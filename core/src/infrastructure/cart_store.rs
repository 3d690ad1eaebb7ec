//! The local cart mirror, persisted as one JSON document.
//!
//! Deliberately dumb: `load` and `save` move the whole mirror at once, and
//! all merge/validation logic lives in the sync engine. A missing file is an
//! empty synced cart; an unreadable one is a storage error and propagates,
//! because silently losing the mirror would desync the cart without any
//! signal.

use std::fs;
use std::path::{Path, PathBuf};

use tracing::debug;

use crate::domain::CartMirror;
use crate::error::Result;

const CART_FILE: &str = "cart.json";

#[derive(Debug, Clone)]
pub struct LocalCartStore {
	path: PathBuf,
}

impl LocalCartStore {
	pub fn new(data_dir: &Path) -> Self {
		Self {
			path: data_dir.join(CART_FILE),
		}
	}

	/// Read the full mirror. Missing file loads as an empty synced cart.
	pub fn load(&self) -> Result<CartMirror> {
		if !self.path.exists() {
			return Ok(CartMirror::default());
		}

		let json = fs::read_to_string(&self.path)?;
		Ok(serde_json::from_str(&json)?)
	}

	/// Replace the full persisted mirror.
	pub fn save(&self, mirror: &CartMirror) -> Result<()> {
		if let Some(dir) = self.path.parent() {
			fs::create_dir_all(dir)?;
		}

		let json = serde_json::to_string_pretty(mirror)?;
		fs::write(&self.path, json)?;
		debug!(
			"saved cart mirror: {} items, {:?}",
			mirror.items.len(),
			mirror.sync_state
		);
		Ok(())
	}
}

● ● ● ●

» **YOUR INSTRUCTIONS**: Your reply should be one number, namely how many lines of the material contain "error".

» **ANSWER**: 2